Sunday, January 24, 2010

Mountain snow

From TMC
Looking out from a hill behind TMC, taken yesterday (Sat). Also notice the towers at Six Flags.

From TMC

Hotchkiss is a green dorm

From TMC

Actually, it's brown on top. But there's green all around it. Solar panels are cool too. It's shaped like an 'H'.

Monday, January 18, 2010

Rain!

We measure rain by the wetness of the Dog. Gramma Doris measured half an inch overnight. There must have been more than that during the day. Stay tuned.

Monday, January 11, 2010

Refer Madness

Most of Sunday was spent with the refrigerator. It was collecting ice in the back corner of the freezer box, I thought it would be a good idea to manually de-frost the thing. It took a long, long time to de-frost that glacial pile of ice--clearly there was plenty of ice behind the back wall too. Vacuumed all the coils, the back, that fans, the motor.

Then thinking I was done, I plugged it back in and turned up the dial on the thermostat. Nothing happened. Nothing. Except the light came on. No sound. No humming. No cooling.
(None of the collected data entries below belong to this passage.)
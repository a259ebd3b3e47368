//! Drives the resize engine against an in-memory host table and prints
//! the widths after each scripted gesture.

use std::fs::File;

use colresize::{
    Capabilities, ColResize, HostTable, Interest, ListenerToken, Options, PointerButton,
    PointerEvent, ScrollY, TableNotice, WidthStore,
};
use simplelog::{Config, LevelFilter, WriteLogger};

/// A minimal host: three columns, a handful of rendered rows.
struct DemoTable {
    headers: Vec<i32>,
    rows: Vec<Vec<i32>>,
    table_width: i32,
    body_scroll: i32,
    next_token: u64,
}

impl DemoTable {
    fn new(widths: &[i32], rows: usize) -> Self {
        Self {
            headers: widths.to_vec(),
            rows: vec![widths.to_vec(); rows],
            table_width: widths.iter().sum(),
            body_scroll: 0,
            next_token: 0,
        }
    }
}

impl HostTable for DemoTable {
    fn capabilities(&self) -> Capabilities {
        Capabilities {
            redraw_notices: true,
            state_hooks: true,
        }
    }

    fn header_widths(&self) -> Vec<i32> {
        self.headers.clone()
    }

    fn table_height(&self) -> i32 {
        30 + 20 * self.rows.len() as i32
    }

    fn header_height(&self) -> i32 {
        30
    }

    fn body_height(&self) -> i32 {
        20 * self.rows.len() as i32
    }

    fn row_count(&self) -> usize {
        self.rows.len()
    }

    fn has_empty_row(&self) -> bool {
        self.rows.is_empty()
    }

    fn set_header_width(&mut self, column: usize, width: i32) {
        self.headers[column] = width;
    }

    fn set_body_column_width(&mut self, column: usize, width: i32) {
        for row in &mut self.rows {
            row[column] = width;
        }
    }

    fn set_table_width(&mut self, width: i32) {
        self.table_width = width;
    }

    fn set_body_scroll(&mut self, offset: i32) {
        self.body_scroll = offset;
    }

    fn set_column_visible(&mut self, _column: usize, _visible: bool) {}

    fn column_width(&self, column: usize) -> i32 {
        self.headers[column]
    }

    fn register(&mut self, _interest: Interest) -> ListenerToken {
        let token = ListenerToken(self.next_token);
        self.next_token += 1;
        token
    }

    fn unregister(&mut self, _token: ListenerToken) {}
}

struct DemoStore;

impl WidthStore for DemoStore {
    fn load(&self) -> Option<Vec<i32>> {
        None
    }

    fn save(&mut self, widths: &[i32]) {
        println!("store <- {widths:?}");
    }
}

fn drag(engine: &mut ColResize<DemoTable, DemoStore>, from_x: i32, to_x: i32) {
    engine.on_pointer(PointerEvent::Down {
        x: from_x,
        y: 5,
        button: PointerButton::Left,
    });
    engine.on_pointer(PointerEvent::Move { x: to_x, y: 5 });
    engine.on_pointer(PointerEvent::Up { x: to_x, y: 5 });
}

fn main() -> std::io::Result<()> {
    let log_file = File::create("demo.log")?;
    WriteLogger::init(LevelFilter::Debug, Config::default(), log_file)
        .expect("Failed to initialize logger");

    let host = DemoTable::new(&[100, 150, 200], 4);
    let options = Options::new().scroll_y(ScrollY::Px(200));
    let mut engine = ColResize::attach(host, DemoStore, options).expect("attach failed");

    println!("initial widths: {:?}", engine.widths());

    // Grow column 0 by 30px; the squeeze policy shrinks column 1.
    drag(&mut engine, 100, 130);
    println!("after drag:     {:?}", engine.widths());

    // Host redraws a new page; the deferred resync restores cell widths.
    engine.host_mut().rows = vec![vec![100, 150, 200]; 8];
    engine.on_notice(TableNotice::Redrawn);
    engine.poll();
    println!("after redraw:   row 0 = {:?}", engine.host().rows[0]);

    for notice in engine.take_notices() {
        println!("resized column {} to {}px", notice.column, notice.width);
    }

    engine.detach();
    Ok(())
}
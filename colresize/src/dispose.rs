//! Scoped cleanup for host-side registrations.

use crate::host::{HostTable, ListenerToken};

/// Collects every [`ListenerToken`] the engine acquires so teardown can
/// release them in one pass. Replaces ad-hoc per-event bookkeeping: a
/// registration that is pushed here cannot be leaked by a rebuild.
#[derive(Debug, Default)]
pub struct Disposables {
    tokens: Vec<ListenerToken>,
}

impl Disposables {
    pub fn new() -> Self {
        Self::default()
    }

    pub fn push(&mut self, token: ListenerToken) {
        self.tokens.push(token);
    }

    pub fn len(&self) -> usize {
        self.tokens.len()
    }

    pub fn is_empty(&self) -> bool {
        self.tokens.is_empty()
    }

    /// Release every collected token against the host, atomically from
    /// the engine's point of view: the list is empty afterwards even if
    /// it was empty to begin with.
    pub fn release<H: HostTable>(&mut self, host: &mut H) {
        for token in self.tokens.drain(..) {
            host.unregister(token);
        }
    }
}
Oh well. My Placervillian sister had just told me recently that one can live without a dishwasher [and we have for some months] but you can't live without a refrigerator. --I don't know, maybe I can learn how to salt meat for long term storage.

After some time of looking for tips on how to fix a refrigerator on online do-it-yourself sites. It happened. With the freezer door still open. It started. A noise. Strangely loud. Familiar yet strange. Cindi called out with "what's that noise?" I had no idea. I came running. It was the sound of the refrigerator, amplified by the empty freezer box, with the door wide open. It had come to life. Ready to cool its inner-world.

We are still waiting to see if the ice maker starts to work again. But the water in the ice trays is already solid. Yay!

Wednesday, January 06, 2010

My New Favorite Poem

Forgetfulness - Billy Collins

The name of the author is the first to go
followed obediently by the title, the plot,
the heartbreaking conclusion, the entire novel
which suddenly becomes one you have never read,
never even heard of,

as if, one by one, the memories you used to harbor
decided to retire to the southern hemisphere of the brain,
to a little fishing village where there are no phones.

Long ago you kissed the names of the nine Muses goodbye
and watched the quadratic equation pack its bag,
and even now as you memorize the order of the planets,

something else is slipping away, a state flower perhaps,
the address of an uncle, the capital of Paraguay.

Whatever it is you are struggling to remember,
it is not poised on the tip of your tongue,
not even lurking in some obscure corner of your spleen.

It has floated away down a dark mythological river
whose name begins with an L as far as you can recall,
well on your own way to oblivion where you will join those
who have even forgotten how to swim and how to ride a bicycle.

No wonder you rise in the middle of the night
to look up the date of a famous battle in a book on war.
No wonder the moon in the window seems to have drifted
out of a love poem that you used to know by heart.